States and cities across the country have limited the number of participants at funerals, many to ten or less. As a result, some families are turning to technology such as live-streaming or Web platforms. Others are holding private funerals with plans to hold public memorial services weeks or months in the future.
Across four decades of pastoral experience, I can tell you this: the number of people who attend a funeral service has no bearing on the eternal significance of the life being celebrated. I have officiated at very large services for people who were only tangentially committed to their faith. I have also officiated at very small services for humble servants whose days were spent loving Jesus and loving others.
Their service emulated the Suffering Servant whose love has changed our lives.
Three reasons to serve others as Jesus served us
John 13 tells us that on Maundy Thursday, our Lord performed a shocking task: “He laid aside his outer garments, and taking a towel, tied it around his waist. Then he poured water into a basin and began to wash the disciples’ feet and to wipe them with the towel that was wrapped around him” (vv. 4–5).

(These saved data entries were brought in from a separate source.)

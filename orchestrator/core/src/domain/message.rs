// Copyright (c) 2026 100monkeys.ai
// SPDX-License-Identifier: AGPL-3.0
//! # Message Envelope
//!
//! The unit of communication between agents. A [`Message`] is a value type:
//! once built it is never mutated, and every routing step that needs a
//! different recipient produces a copy instead (see [`Message::copy_for`]).
//!
//! ## Record Format
//!
//! [`MessageRecord`] is the flat, transport-neutral shape used for logging
//! and for any persistence or cross-process collaborator:
//!
//! | Field | Type | Notes |
//! |-------|------|-------|
//! | `id` | string | UUID v4, unique per envelope |
//! | `timestamp` | string | ISO-8601 / RFC 3339 |
//! | `type` | string | [`MessageKind`] wire name |
//! | `payload` | object | opaque to the envelope |
//! | `source` | string | sender agent id |
//! | `target` | string or null | agent id, `"broadcast"`, `"*"` or unset |
//! | `correlation_id` | string | defaults to `id` |

use chrono::{DateTime, NaiveDateTime, SecondsFormat, TimeZone, Utc};
use serde::{Deserialize, Serialize};
use serde_json::Value;
use std::fmt;
use std::str::FromStr;
use uuid::Uuid;

/// Structured message body: a string-keyed map of JSON values.
pub type Payload = serde_json::Map<String, Value>;

/// Reserved recipient meaning "every current subscriber of this kind".
pub const BROADCAST: &str = "broadcast";

/// Alternate spelling of [`BROADCAST`].
pub const BROADCAST_WILDCARD: &str = "*";

/// Message kinds understood by the core and the incident-response agents.
///
/// The set is open: any other wire name becomes [`MessageKind::Custom`].
/// Build kinds from strings with `MessageKind::from` so known names always
/// resolve to their dedicated variant.
#[derive(Debug, Clone, PartialEq, Eq, Hash, Serialize, Deserialize)]
#[serde(from = "String", into = "String")]
pub enum MessageKind {
    LogAnalysis,
    IncidentDetected,
    RootCauseRequest,
    RemediationRequest,
    AnalysisResult,
    AgentStatus,
    Heartbeat,
    Error,
    Ping,
    Pong,
    HeartbeatRequest,
    HeartbeatResponse,
    StatusRequest,
    StatusResponse,
    Custom(String),
}

impl MessageKind {
    pub fn as_str(&self) -> &str {
        match self {
            MessageKind::LogAnalysis => "log_analysis",
            MessageKind::IncidentDetected => "incident_detected",
            MessageKind::RootCauseRequest => "root_cause_request",
            MessageKind::RemediationRequest => "remediation_request",
            MessageKind::AnalysisResult => "analysis_result",
            MessageKind::AgentStatus => "agent_status",
            MessageKind::Heartbeat => "heartbeat",
            MessageKind::Error => "error",
            MessageKind::Ping => "ping",
            MessageKind::Pong => "pong",
            MessageKind::HeartbeatRequest => "heartbeat_request",
            MessageKind::HeartbeatResponse => "heartbeat_response",
            MessageKind::StatusRequest => "status_request",
            MessageKind::StatusResponse => "status_response",
            MessageKind::Custom(name) => name,
        }
    }
}

impl From<&str> for MessageKind {
    fn from(name: &str) -> Self {
        match name {
            "log_analysis" => MessageKind::LogAnalysis,
            "incident_detected" => MessageKind::IncidentDetected,
            "root_cause_request" => MessageKind::RootCauseRequest,
            "remediation_request" => MessageKind::RemediationRequest,
            "analysis_result" => MessageKind::AnalysisResult,
            "agent_status" => MessageKind::AgentStatus,
            "heartbeat" => MessageKind::Heartbeat,
            "error" => MessageKind::Error,
            "ping" => MessageKind::Ping,
            "pong" => MessageKind::Pong,
            "heartbeat_request" => MessageKind::HeartbeatRequest,
            "heartbeat_response" => MessageKind::HeartbeatResponse,
            "status_request" => MessageKind::StatusRequest,
            "status_response" => MessageKind::StatusResponse,
            other => MessageKind::Custom(other.to_string()),
        }
    }
}

impl From<String> for MessageKind {
    fn from(name: String) -> Self {
        MessageKind::from(name.as_str())
    }
}

impl From<MessageKind> for String {
    fn from(kind: MessageKind) -> Self {
        kind.as_str().to_string()
    }
}

impl FromStr for MessageKind {
    type Err = std::convert::Infallible;

    fn from_str(s: &str) -> Result<Self, Self::Err> {
        Ok(MessageKind::from(s))
    }
}

impl fmt::Display for MessageKind {
    fn fmt(&self, f: &mut fmt::Formatter<'_>) -> fmt::Result {
        f.write_str(self.as_str())
    }
}

/// Errors raised while rebuilding a [`Message`] from its record form.
#[derive(Debug, thiserror::Error)]
pub enum MessageError {
    #[error("Invalid message timestamp '{0}': expected ISO-8601")]
    InvalidTimestamp(String),

    #[error("Message record is missing a non-empty '{0}' field")]
    MissingField(&'static str),

    #[error("Malformed message record: {0}")]
    Malformed(#[from] serde_json::Error),
}

/// Inter-agent message envelope.
#[derive(Debug, Clone, PartialEq, Serialize, Deserialize)]
#[serde(into = "MessageRecord", try_from = "MessageRecord")]
pub struct Message {
    id: String,
    timestamp: DateTime<Utc>,
    kind: MessageKind,
    payload: Payload,
    source: String,
    target: Option<String>,
    correlation_id: String,
}

impl Message {
    /// Build a new unaddressed message. The correlation id defaults to the
    /// message's own id.
    pub fn new(kind: impl Into<MessageKind>, payload: Payload, source: impl Into<String>) -> Self {
        let id = Uuid::new_v4().to_string();
        Self {
            correlation_id: id.clone(),
            id,
            timestamp: Utc::now(),
            kind: kind.into(),
            payload,
            source: source.into(),
            target: None,
        }
    }

    /// Address the message to a specific recipient (or a broadcast sentinel).
    pub fn to(mut self, target: impl Into<String>) -> Self {
        self.target = Some(target.into());
        self
    }

    /// Address the message to every subscriber of its kind.
    pub fn broadcast(self) -> Self {
        self.to(BROADCAST)
    }

    /// Override the correlation id, typically with the id of a request this
    /// message answers.
    pub fn with_correlation_id(mut self, correlation_id: impl Into<String>) -> Self {
        self.correlation_id = correlation_id.into();
        self
    }

    /// Build a reply: addressed to this message's sender and carrying this
    /// message's correlation id unchanged.
    pub fn reply(
        &self,
        kind: impl Into<MessageKind>,
        payload: Payload,
        source: impl Into<String>,
    ) -> Message {
        Message::new(kind, payload, source)
            .to(self.source.clone())
            .with_correlation_id(self.correlation_id.clone())
    }

    /// Per-recipient copy used for broadcast fan-out. The copy gets a fresh id
    /// and shares kind, sender, payload, timestamp and correlation id.
    pub fn copy_for(&self, recipient: impl Into<String>) -> Message {
        Message {
            id: Uuid::new_v4().to_string(),
            timestamp: self.timestamp,
            kind: self.kind.clone(),
            payload: self.payload.clone(),
            source: self.source.clone(),
            target: Some(recipient.into()),
            correlation_id: self.correlation_id.clone(),
        }
    }

    pub fn id(&self) -> &str {
        &self.id
    }

    pub fn timestamp(&self) -> DateTime<Utc> {
        self.timestamp
    }

    pub fn kind(&self) -> &MessageKind {
        &self.kind
    }

    pub fn payload(&self) -> &Payload {
        &self.payload
    }

    /// Look up a single payload field.
    pub fn get(&self, key: &str) -> Option<&Value> {
        self.payload.get(key)
    }

    pub fn source(&self) -> &str {
        &self.source
    }

    pub fn target(&self) -> Option<&str> {
        self.target.as_deref()
    }

    pub fn correlation_id(&self) -> &str {
        &self.correlation_id
    }

    /// An unset target is treated the same as the broadcast sentinels.
    pub fn is_broadcast(&self) -> bool {
        match self.target.as_deref() {
            None => true,
            Some(target) => target == BROADCAST || target == BROADCAST_WILDCARD,
        }
    }

    pub fn to_record(&self) -> MessageRecord {
        MessageRecord {
            id: self.id.clone(),
            timestamp: self.timestamp.to_rfc3339_opts(SecondsFormat::AutoSi, true),
            kind: self.kind.as_str().to_string(),
            payload: self.payload.clone(),
            source: self.source.clone(),
            target: self.target.clone(),
            correlation_id: Some(self.correlation_id.clone()),
        }
    }

    pub fn from_record(record: MessageRecord) -> Result<Self, MessageError> {
        if record.id.is_empty() {
            return Err(MessageError::MissingField("id"));
        }
        if record.kind.is_empty() {
            return Err(MessageError::MissingField("type"));
        }

        let timestamp = parse_timestamp(&record.timestamp)?;
        let correlation_id = record
            .correlation_id
            .filter(|c| !c.is_empty())
            .unwrap_or_else(|| record.id.clone());

        Ok(Self {
            id: record.id,
            timestamp,
            kind: MessageKind::from(record.kind),
            payload: record.payload,
            source: record.source,
            target: record.target,
            correlation_id,
        })
    }

    /// Record form as a JSON value, e.g. for embedding in an error reply.
    pub fn to_record_value(&self) -> Value {
        serde_json::to_value(self.to_record()).unwrap_or(Value::Null)
    }

    pub fn from_record_value(value: Value) -> Result<Self, MessageError> {
        let record: MessageRecord = serde_json::from_value(value)?;
        Self::from_record(record)
    }
}

/// Flat record form of a [`Message`].
#[derive(Debug, Clone, PartialEq, Serialize, Deserialize)]
pub struct MessageRecord {
    pub id: String,
    pub timestamp: String,
    #[serde(rename = "type")]
    pub kind: String,
    #[serde(default)]
    pub payload: Payload,
    pub source: String,
    #[serde(default)]
    pub target: Option<String>,
    #[serde(default)]
    pub correlation_id: Option<String>,
}

impl From<Message> for MessageRecord {
    fn from(message: Message) -> Self {
        message.to_record()
    }
}

impl TryFrom<MessageRecord> for Message {
    type Error = MessageError;

    fn try_from(record: MessageRecord) -> Result<Self, Self::Error> {
        Message::from_record(record)
    }
}

/// Convert an arbitrary JSON value into a payload. Objects are used as-is;
/// anything else is wrapped under a `"value"` key.
pub fn into_payload(value: Value) -> Payload {
    match value {
        Value::Object(map) => map,
        Value::Null => Payload::new(),
        other => {
            let mut map = Payload::new();
            map.insert("value".to_string(), other);
            map
        }
    }
}

fn parse_timestamp(raw: &str) -> Result<DateTime<Utc>, MessageError> {
    if let Ok(parsed) = DateTime::parse_from_rfc3339(raw) {
        return Ok(parsed.with_timezone(&Utc));
    }

    // Naive timestamps (no offset) are interpreted as UTC.
    NaiveDateTime::parse_from_str(raw, "%Y-%m-%dT%H:%M:%S%.f")
        .map(|naive| Utc.from_utc_datetime(&naive))
        .map_err(|_| MessageError::InvalidTimestamp(raw.to_string()))
}

#[cfg(test)]
mod tests {
    use super::*;
    use serde_json::json;
    use std::collections::HashSet;

    fn sample() -> Message {
        Message::new(
            MessageKind::LogAnalysis,
            into_payload(json!({"entries": 3, "service": "auth-service"})),
            "ingester-1",
        )
    }

    #[test]
    fn test_ids_are_unique() {
        let ids: HashSet<String> = (0..500).map(|_| sample().id().to_string()).collect();
        assert_eq!(ids.len(), 500);
    }

    #[test]
    fn test_correlation_defaults_to_own_id() {
        let message = sample();
        assert_eq!(message.correlation_id(), message.id());
    }

    #[test]
    fn test_reply_carries_correlation_and_targets_sender() {
        let request = sample().to("analyzer-1");
        let reply = request.reply(MessageKind::AnalysisResult, Payload::new(), "analyzer-1");

        assert_eq!(reply.correlation_id(), request.id());
        assert_eq!(reply.target(), Some("ingester-1"));
        assert_ne!(reply.id(), request.id());

        // A reply to the reply keeps the original correlation id.
        let second = reply.reply(MessageKind::Pong, Payload::new(), "ingester-1");
        assert_eq!(second.correlation_id(), request.id());
    }

    #[test]
    fn test_copy_for_shares_everything_but_id_and_target() {
        let original = sample().broadcast();
        let copy = original.copy_for("analyzer-1");

        assert_ne!(copy.id(), original.id());
        assert_eq!(copy.target(), Some("analyzer-1"));
        assert_eq!(copy.payload(), original.payload());
        assert_eq!(copy.kind(), original.kind());
        assert_eq!(copy.timestamp(), original.timestamp());
        assert_eq!(copy.correlation_id(), original.correlation_id());
        assert_eq!(copy.source(), original.source());
    }

    #[test]
    fn test_broadcast_detection() {
        assert!(sample().is_broadcast());
        assert!(sample().broadcast().is_broadcast());
        assert!(sample().to("*").is_broadcast());
        assert!(!sample().to("analyzer-1").is_broadcast());
    }

    #[test]
    fn test_record_roundtrip_preserves_fields() {
        let message = sample().to("analyzer-1").with_correlation_id("req-42");
        let restored = Message::from_record(message.to_record()).unwrap();

        assert_eq!(restored, message);
        assert_eq!(restored.correlation_id(), "req-42");
    }

    #[test]
    fn test_record_uses_wire_field_names() {
        let value = serde_json::to_value(sample().to("analyzer-1")).unwrap();
        let object = value.as_object().unwrap();

        for field in ["id", "timestamp", "type", "payload", "source", "target", "correlation_id"] {
            assert!(object.contains_key(field), "missing field {}", field);
        }
        assert_eq!(object["type"], "log_analysis");
    }

    #[test]
    fn test_from_record_accepts_naive_timestamp_and_missing_correlation() {
        let restored = Message::from_record_value(json!({
            "id": "abc",
            "timestamp": "2024-03-01T12:30:45.123456",
            "type": "ping",
            "payload": {},
            "source": "web",
            "target": null
        }))
        .unwrap();

        assert_eq!(restored.kind(), &MessageKind::Ping);
        assert_eq!(restored.correlation_id(), "abc");
        assert_eq!(restored.timestamp().to_rfc3339(), "2024-03-01T12:30:45.123456+00:00");
    }

    #[test]
    fn test_from_record_rejects_bad_timestamp() {
        let mut record = sample().to_record();
        record.timestamp = "yesterday".to_string();
        assert!(matches!(
            Message::from_record(record),
            Err(MessageError::InvalidTimestamp(_))
        ));
    }

    #[test]
    fn test_kind_names_resolve_to_variants() {
        assert_eq!(MessageKind::from("heartbeat"), MessageKind::Heartbeat);
        assert_eq!(MessageKind::from("status_response"), MessageKind::StatusResponse);
        assert_eq!(
            MessageKind::from("ingest_logs"),
            MessageKind::Custom("ingest_logs".to_string())
        );
        assert_eq!(MessageKind::from("ingest_logs").to_string(), "ingest_logs");
    }

    #[test]
    fn test_into_payload_wraps_scalars() {
        assert_eq!(into_payload(json!(7))["value"], json!(7));
        assert!(into_payload(Value::Null).is_empty());
    }
}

This work was so menial that no Jew could be made to do it, not even a Jewish slave. What would prompt the King of kings to stoop to such depths?
Verse 3 explains verses 4 and 5: “Jesus, knowing that the Father had given all things into his hands, and that he had come from God and was going back to God.”
Our Lord knew three facts about himself.
First, Jesus knew his present: “the Father had given all things into his hands.”
He restated this fact after his resurrection when he said, “All authority in heaven and on earth has been given to me” (Matthew 28:18). Jesus knew that he would lose nothing about himself by serving these men in such a menial way.
In the same way, we need to be reminded that we are the children of God (1 John 3:1). This is an unchanging fact about the present, no matter how much the present changes.
Second, Jesus knew his past: “that he had come from God.”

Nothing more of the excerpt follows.